絶望的な人生を送っているように見える人を慰めようと努めるときに,自分自身が慰められ,わたしたちの杯はほんとうにあふれる(詩篇23:5参照)ことを皆さんは見いだしてきました。

義にかなった生活を通して,皆さんと皆さんの子供たちはいつの日か,完全な永遠の家族となる祝福にあずかるでしょう。

会員と指導者の皆さん,ひとり親の家族に対して,裁いたり批判したりせずに,助けるためにできることがもっとあるのではないでしょうか。母子家庭の子供たちの良き相談相手になり,特に若い男性に良き男性の行動や生き方の手本を示してはどうでしょうか。父親のいない家庭にふさわしい模範となっているでしょうか。

もちろん,ひとり親が父親である場合もあります。兄弟の皆さん,わたしたちは皆さんのためにも祈っており,皆さんに敬意を表しています。このメッセージは皆さんにも向けたものです。
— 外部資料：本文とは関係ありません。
//! World-clock page: document structure and required resources

use futures::FutureExt;
use serde::Deserialize;
use webgrade_harness::check::{ensure, ensure_eq};
use webgrade_harness::{BrowserSession, CaseResult, TestCase, TestGroup};

pub fn group() -> TestGroup {
    TestGroup::new(
        "clock_html",
        "/world-clock",
        vec![
            TestCase::new(
                "form_elements",
                "Page has two forms with the correct input elements",
                3.0,
                |s| form_elements(s).boxed(),
            ),
            TestCase::new(
                "heading_element",
                "Page has a single h2 heading reading 'My Clocks'",
                2.0,
                |s| heading_element(s).boxed(),
            ),
            TestCase::new(
                "clocks_list",
                "Page has a ul element with id 'clocks'",
                2.0,
                |s| clocks_list(s).boxed(),
            ),
            TestCase::new(
                "template_structure",
                "Template contains an li with timezone, offset and time divs",
                4.0,
                |s| template_structure(s).boxed(),
            ),
            TestCase::new(
                "required_resources",
                "Required CSS and JavaScript files are included correctly",
                3.0,
                |s| required_resources(s).boxed(),
            ),
        ],
    )
}

#[derive(Debug, Deserialize)]
#[serde(rename_all = "camelCase")]
struct FormInventory {
    form_count: u64,
    first_text: u64,
    first_submit: u64,
    second_number: u64,
    second_submit: u64,
}

async fn form_elements(session: &BrowserSession) -> CaseResult<()> {
    let inventory: FormInventory = session
        .page()
        .evaluate(
            r#"(() => {
                const forms = document.querySelectorAll('form');
                const count = (form, sel) => form ? form.querySelectorAll(sel).length : 0;
                return {
                    formCount: forms.length,
                    firstText: count(forms[0], "input[type='text']"),
                    firstSubmit: count(forms[0], "input[type='submit']"),
                    secondNumber: count(forms[1], "input[type='number']"),
                    secondSubmit: count(forms[1], "input[type='submit']"),
                };
            })()"#,
        )
        .await?;

    ensure_eq(inventory.form_count, 2, "Page should have exactly 2 forms")?;
    ensure_eq(
        inventory.first_text,
        1,
        "First form should have one text input",
    )?;
    ensure_eq(
        inventory.first_submit,
        1,
        "First form should have one submit input",
    )?;
    ensure_eq(
        inventory.second_number,
        1,
        "Second form should have one number input",
    )?;
    ensure_eq(
        inventory.second_submit,
        1,
        "Second form should have one submit input",
    )
}

async fn heading_element(session: &BrowserSession) -> CaseResult<()> {
    let page = session.page();
    ensure_eq(
        page.count("h2").await?,
        1,
        "Page should have exactly one h2 element",
    )?;
    ensure_eq(
        page.inner_text("h2").await?.as_str(),
        "My Clocks",
        "h2 element should have text content 'My Clocks'",
    )
}

async fn clocks_list(session: &BrowserSession) -> CaseResult<()> {
    ensure_eq(
        session.page().count("ul#clocks").await?,
        1,
        "Page should have exactly one ul element with id 'clocks'",
    )
}

#[derive(Debug, Deserialize)]
#[serde(rename_all = "camelCase")]
struct TemplateShape {
    has_li: bool,
    has_timezone: bool,
    has_offset: bool,
    has_time: bool,
}

async fn template_structure(session: &BrowserSession) -> CaseResult<()> {
    let page = session.page();
    ensure_eq(
        page.count("template").await?,
        1,
        "Page should have exactly one template element",
    )?;

    let shape: TemplateShape = page
        .evaluate(
            r#"(() => {
                const content = document.querySelector('template').content;
                return {
                    hasLi: content.querySelector('li') !== null,
                    hasTimezone: content.querySelector('li div.timezone') !== null,
                    hasOffset: content.querySelector('li div.offset') !== null,
                    hasTime: content.querySelector('li div.time') !== null,
                };
            })()"#,
        )
        .await?;

    ensure(shape.has_li, "Template should contain one li element")?;
    ensure(
        shape.has_timezone,
        "Template should have one div with class 'timezone'",
    )?;
    ensure(
        shape.has_offset,
        "Template should have one div with class 'offset'",
    )?;
    ensure(
        shape.has_time,
        "Template should have one div with class 'time'",
    )
}

async fn required_resources(session: &BrowserSession) -> CaseResult<()> {
    let page = session.page();

    let css_in_head: bool = page
        .evaluate(
            r#"(() => {
                const link = document.querySelector('link[href="/public/css/world_clock.css"]');
                return !!link && link.parentNode.tagName.toLowerCase() === 'head';
            })()"#,
        )
        .await?;
    ensure(css_in_head, "CSS link should be in the head element")?;

    let js_is_last: bool = page
        .evaluate(
            r#"(() => {
                const last = document.body.lastElementChild;
                return !!last
                    && last.tagName.toLowerCase() === 'script'
                    && last.src.endsWith('/public/js/world_clock.js');
            })()"#,
        )
        .await?;
    ensure(
        js_is_last,
        "JavaScript script should be the last element in body",
    )
}
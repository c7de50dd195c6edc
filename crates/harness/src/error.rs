//! Error types for the grading harness

use thiserror::Error;

/// Result alias for harness-level operations (session setup, report I/O).
pub type HarnessResult<T> = std::result::Result<T, HarnessError>;

/// Result alias for case bodies and page operations.
pub type CaseResult<T> = std::result::Result<T, CaseError>;

/// Failures that cross case boundaries.
///
/// `Session` is group-fatal: every case in the affected group is recorded
/// as an error and the runner moves on to the next group. `Io` and `Json`
/// at discovery/serialization time are fatal to the whole run.
#[derive(Debug, Error)]
pub enum HarnessError {
    #[error("browser session error: {0}")]
    Session(String),

    #[error("IO error: {0}")]
    Io(#[from] std::io::Error),

    #[error("serialization error: {0}")]
    Json(#[from] serde_json::Error),
}

/// Failures scoped to a single case execution.
///
/// An `Assertion` means an expected condition did not hold and becomes a
/// `fail` outcome; an `Execution` is an unexpected condition (selector never
/// resolved, script threw, request failed) and becomes an `error` outcome.
/// Neither propagates past the case that produced it.
#[derive(Debug, Error)]
pub enum CaseError {
    #[error("{0}")]
    Assertion(String),

    #[error("{0}")]
    Execution(String),
}

impl CaseError {
    /// An expected condition did not hold.
    pub fn assertion(message: impl Into<String>) -> Self {
        Self::Assertion(message.into())
    }

    /// An unexpected condition interrupted the case.
    pub fn execution(message: impl Into<String>) -> Self {
        Self::Execution(message.into())
    }
}

#[cfg(test)]
mod tests {
    use super::*;

    #[test]
    fn test_case_error_messages_are_verbatim() {
        let err = CaseError::assertion("Form should be visible");
        assert_eq!(err.to_string(), "Form should be visible");

        let err = CaseError::execution("selector never matched");
        assert_eq!(err.to_string(), "selector never matched");
    }

    #[test]
    fn test_harness_error_from_io() {
        let io = std::io::Error::new(std::io::ErrorKind::PermissionDenied, "denied");
        let err = HarnessError::from(io);
        assert!(matches!(err, HarnessError::Io(_)));
        assert!(err.to_string().contains("denied"));
    }
}
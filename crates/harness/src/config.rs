//! Runner configuration
//!
//! The grader's interface is flagless: every knob has a fixed default and
//! an environment override, never a command-line flag. The application
//! under test must already be running at `base_url`; the harness never
//! starts, stops, or health-checks it.

use std::env;
use std::path::PathBuf;
use std::time::Duration;

use crate::group::TestGroup;
use crate::session::SessionConfig;

/// Where the application under test listens unless overridden.
pub const DEFAULT_BASE_URL: &str = "http://localhost:6543";

/// Where the grading platform reads the results document.
pub const DEFAULT_RESULTS_PATH: &str = "/autograder/results/results.json";

/// Fixed-default configuration for a grading run.
#[derive(Debug, Clone)]
pub struct GraderConfig {
    pub base_url: String,
    pub output_path: PathBuf,
    pub headless: bool,
    pub sandbox: bool,
    pub chrome_executable: Option<PathBuf>,
    pub nav_timeout: Duration,
    pub wait_timeout: Duration,
    pub poll_interval: Duration,
}

impl Default for GraderConfig {
    fn default() -> Self {
        Self {
            base_url: DEFAULT_BASE_URL.to_string(),
            output_path: PathBuf::from(DEFAULT_RESULTS_PATH),
            headless: true,
            sandbox: false,
            chrome_executable: None,
            nav_timeout: Duration::from_secs(10),
            wait_timeout: Duration::from_secs(5),
            poll_interval: Duration::from_millis(100),
        }
    }
}

impl GraderConfig {
    /// Defaults with `WEBGRADE_*` environment overrides applied.
    pub fn from_env() -> Self {
        let mut config = Self::default();
        if let Ok(value) = env::var("WEBGRADE_BASE_URL") {
            config.base_url = value;
        }
        if let Ok(value) = env::var("WEBGRADE_RESULTS_PATH") {
            config.output_path = PathBuf::from(value);
        }
        if let Ok(value) = env::var("WEBGRADE_CHROME") {
            config.chrome_executable = Some(PathBuf::from(value));
        }
        if env::var("WEBGRADE_HEADFUL").map(|v| v == "1").unwrap_or(false) {
            config.headless = false;
        }
        config
    }

    /// Session parameters for one group, applying its viewport override.
    pub fn session_config(&self, group: &TestGroup) -> SessionConfig {
        SessionConfig {
            base_url: self.base_url.clone(),
            headless: self.headless,
            sandbox: self.sandbox,
            viewport: group.viewport,
            chrome_executable: self.chrome_executable.clone(),
            nav_timeout: self.nav_timeout,
            wait_timeout: self.wait_timeout,
            poll_interval: self.poll_interval,
        }
    }
}

#[cfg(test)]
mod tests {
    use super::*;

    #[test]
    fn test_defaults() {
        let config = GraderConfig::default();
        assert_eq!(config.base_url, DEFAULT_BASE_URL);
        assert_eq!(config.output_path, PathBuf::from(DEFAULT_RESULTS_PATH));
        assert!(config.headless);
        assert!(config.chrome_executable.is_none());
    }

    #[test]
    fn test_env_overrides() {
        // One combined test: from_env reads process-global state.
        env::set_var("WEBGRADE_BASE_URL", "http://127.0.0.1:9999");
        env::set_var("WEBGRADE_RESULTS_PATH", "/tmp/results.json");
        env::set_var("WEBGRADE_HEADFUL", "1");

        let config = GraderConfig::from_env();
        assert_eq!(config.base_url, "http://127.0.0.1:9999");
        assert_eq!(config.output_path, PathBuf::from("/tmp/results.json"));
        assert!(!config.headless);

        env::remove_var("WEBGRADE_BASE_URL");
        env::remove_var("WEBGRADE_RESULTS_PATH");
        env::remove_var("WEBGRADE_HEADFUL");
    }

    #[test]
    fn test_session_config_applies_group_viewport() {
        let config = GraderConfig::default();
        let group = TestGroup::new("styles", "/world-clock", vec![]).with_viewport(1024, 768);
        let session = config.session_config(&group);
        assert_eq!(session.viewport.unwrap().width, 1024);
        assert_eq!(session.base_url, config.base_url);

        let plain = TestGroup::new("html", "/world-clock", vec![]);
        assert!(config.session_config(&plain).viewport.is_none());
    }
}
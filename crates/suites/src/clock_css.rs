//! World-clock page: extra-credit styling checks
//!
//! Layout assertions need a fixed window size, so this group pins the
//! viewport. All cases are explicitly learner-visible.

use std::time::Duration;

use futures::FutureExt;
use serde::Deserialize;
use webgrade_harness::check::{ensure_contains, ensure_eq};
use webgrade_harness::{BrowserSession, CaseResult, TestCase, TestGroup, Visibility};

const PINK: &str = "rgb(255, 192, 203)";
const AQUA: &str = "rgb(0, 255, 255)";

pub fn group() -> TestGroup {
    TestGroup::new(
        "clock_css",
        "/world-clock",
        vec![
            TestCase::new(
                "input_background_color",
                "[Extra] Input elements have a pink background color",
                3.0,
                |s| input_background_color(s).boxed(),
            )
            .with_visibility(Visibility::Visible),
            TestCase::new(
                "input_hover_color",
                "[Extra] Input elements turn aqua on hover",
                3.0,
                |s| input_hover_color(s).boxed(),
            )
            .with_visibility(Visibility::Visible),
            TestCase::new(
                "clock_grid_layout",
                "[Extra] Clocks use a CSS grid with the correct tracks",
                9.0,
                |s| clock_grid_layout(s).boxed(),
            )
            .with_visibility(Visibility::Visible),
        ],
    )
    .with_viewport(1024, 768)
}

async fn input_background_color(session: &BrowserSession) -> CaseResult<()> {
    let colors: Vec<String> = session
        .page()
        .evaluate(
            r#"Array.from(document.querySelectorAll("input[type='submit']"))
                .map(input => window.getComputedStyle(input).backgroundColor)"#,
        )
        .await?;

    for color in colors {
        ensure_eq(
            color.to_lowercase().as_str(),
            PINK,
            "Input elements should have pink background color",
        )?;
    }
    Ok(())
}

async fn input_hover_color(session: &BrowserSession) -> CaseResult<()> {
    let page = session.page();
    let submits = page.count("input[type='submit']").await?;

    for i in 0..submits as usize {
        page.hover_nth("input[type='submit']", i).await?;
        // Give the hover style a moment to apply.
        page.settle(Duration::from_millis(100)).await;

        let color: String = page
            .evaluate(&format!(
                r#"window.getComputedStyle(document.querySelectorAll("input[type='submit']")[{i}]).backgroundColor"#
            ))
            .await?;
        ensure_eq(
            color.to_lowercase().as_str(),
            AQUA,
            format!(
                "Input element {} should have aqua background color on hover",
                i + 1
            ),
        )?;
    }
    Ok(())
}

#[derive(Debug, Deserialize)]
#[serde(rename_all = "camelCase")]
struct GridProperties {
    display: String,
    grid_template_columns: String,
    grid_template_rows: String,
    grid_auto_flow: String,
}

async fn clock_grid_layout(session: &BrowserSession) -> CaseResult<()> {
    let grid: GridProperties = session
        .page()
        .evaluate(
            r#"(() => {
                const styles = window.getComputedStyle(document.querySelector('#clocks'));
                return {
                    display: styles.display,
                    gridTemplateColumns: styles.gridTemplateColumns,
                    gridTemplateRows: styles.gridTemplateRows,
                    gridAutoFlow: styles.gridAutoFlow,
                };
            })()"#,
        )
        .await?;

    ensure_eq(
        grid.display.as_str(),
        "grid",
        "Clocks container should use CSS grid display",
    )?;
    ensure_contains(
        &grid.grid_template_columns,
        "240px",
        "Grid should have 5 columns of 240px each",
    )?;
    ensure_contains(
        &grid.grid_template_rows,
        "120px",
        "Grid should have 2 rows of 120px each",
    )?;
    ensure_eq(
        grid.grid_auto_flow.as_str(),
        "row",
        "Grid auto-flow should be set to row",
    )
}
//! Acceptance suites for the course web assignments
//!
//! Each module declares one test group: an ordered list of weighted case
//! descriptors sharing one browser session, reset to the group's page
//! before every case. The registration list below is the discovery input;
//! the runner orders groups lexically by name, so registration order here
//! carries no meaning.

pub mod clock_css;
pub mod clock_html;
pub mod clock_js;
pub mod puppy_css;
pub mod puppy_html;
pub mod stock;

use webgrade_harness::TestGroup;

/// Every registered test group.
pub fn groups() -> Vec<TestGroup> {
    vec![
        clock_css::group(),
        clock_html::group(),
        clock_js::group(),
        puppy_css::group(),
        puppy_html::group(),
        stock::group(),
    ]
}
//! Per-case page reset
//!
//! Every case starts from a fresh load of its group's page. This isolates
//! page-load state between cases; it does NOT reset server-held state,
//! which belongs to the application under test.

use std::time::Duration;

use tokio::time::timeout;
use tracing::debug;

use crate::error::{CaseError, CaseResult};
use crate::session::BrowserSession;

/// Resets the session's page to a known URL before each case.
pub struct Navigator {
    nav_timeout: Duration,
}

impl Navigator {
    pub fn new(nav_timeout: Duration) -> Self {
        Self { nav_timeout }
    }

    /// Navigate the session's page to `path` and block until the load
    /// completes or the navigation timeout expires.
    ///
    /// A network error, a non-2xx root response, or a timeout becomes an
    /// execution error for the case about to run; the caller records it and
    /// continues with the group's remaining cases.
    pub async fn reset(&self, session: &BrowserSession, path: &str) -> CaseResult<()> {
        let url = session.absolute(path);
        debug!("resetting page to {url}");

        // CDP navigation does not surface the root document's HTTP status,
        // so probe it out-of-band first.
        let status = session.fetch_status(path).await?;
        if !(200..300).contains(&status) {
            return Err(CaseError::execution(format!(
                "page {url} returned status {status}"
            )));
        }

        match timeout(self.nav_timeout, session.page().goto(&url)).await {
            Ok(result) => result,
            Err(_) => Err(CaseError::execution(format!(
                "navigation to {url} did not complete within {}ms",
                self.nav_timeout.as_millis()
            ))),
        }
    }
}

#[cfg(test)]
mod tests {
    use super::*;

    #[test]
    fn test_non_success_statuses_are_rejected() {
        // The acceptance band is exactly 2xx.
        for status in [199_u16, 301, 404, 500] {
            assert!(!(200..300).contains(&status));
        }
        for status in [200_u16, 204, 299] {
            assert!((200..300).contains(&status));
        }
    }
}
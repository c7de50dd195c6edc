//! Grader entry point
//!
//! Flagless by design: the grading platform invokes the binary with no
//! arguments, configuration comes from fixed defaults with `WEBGRADE_*`
//! environment overrides, and the result is one JSON document at the
//! configured output path. The application under test must already be
//! running at the configured base URL.
//!
//! A completed run exits 0 even when cases failed — the report carries the
//! grade. Only a runner-level failure (discovery, serialization, report
//! I/O) exits non-zero.

use tracing::info;
use tracing_subscriber::EnvFilter;

use webgrade_harness::{GraderConfig, HarnessResult, Report, Runner};

fn main() {
    tracing_subscriber::fmt()
        .with_env_filter(
            EnvFilter::from_default_env().add_directive("info".parse().expect("valid directive")),
        )
        .init();

    let config = GraderConfig::from_env();

    let rt = tokio::runtime::Runtime::new().expect("failed to create tokio runtime");
    match rt.block_on(grade(config)) {
        Ok(report) => {
            info!(
                "graded {} cases: {:.1} / {:.1}",
                report.per_case.len(),
                report.total_score,
                report.max_score
            );
        }
        Err(e) => {
            eprintln!("Error: {e}");
            std::process::exit(1);
        }
    }
}

async fn grade(config: GraderConfig) -> HarnessResult<Report> {
    let groups = Runner::discover(webgrade_suites::groups());
    let runner = Runner::new(config.clone());
    let report = runner.run(groups).await;
    report.write_to(&config.output_path)?;
    Ok(report)
}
ひとり親の皆さん,人が遭遇する最も困難な境遇の中で最善を尽くすときに,天が祝福してくださると証します。ほんとうに皆さんは独りではありません。イエス・キリストの贖いと愛の力が皆さんの生活を祝福し,永遠に変わらぬ約束の希望で心を満たしてくれるでしょう。勇気と信仰と希望を持ってください。不屈の精神をもって現在の生活に耐え,確信をもって未来に目を向けてください。イエス・キリストの御名により,アーメン。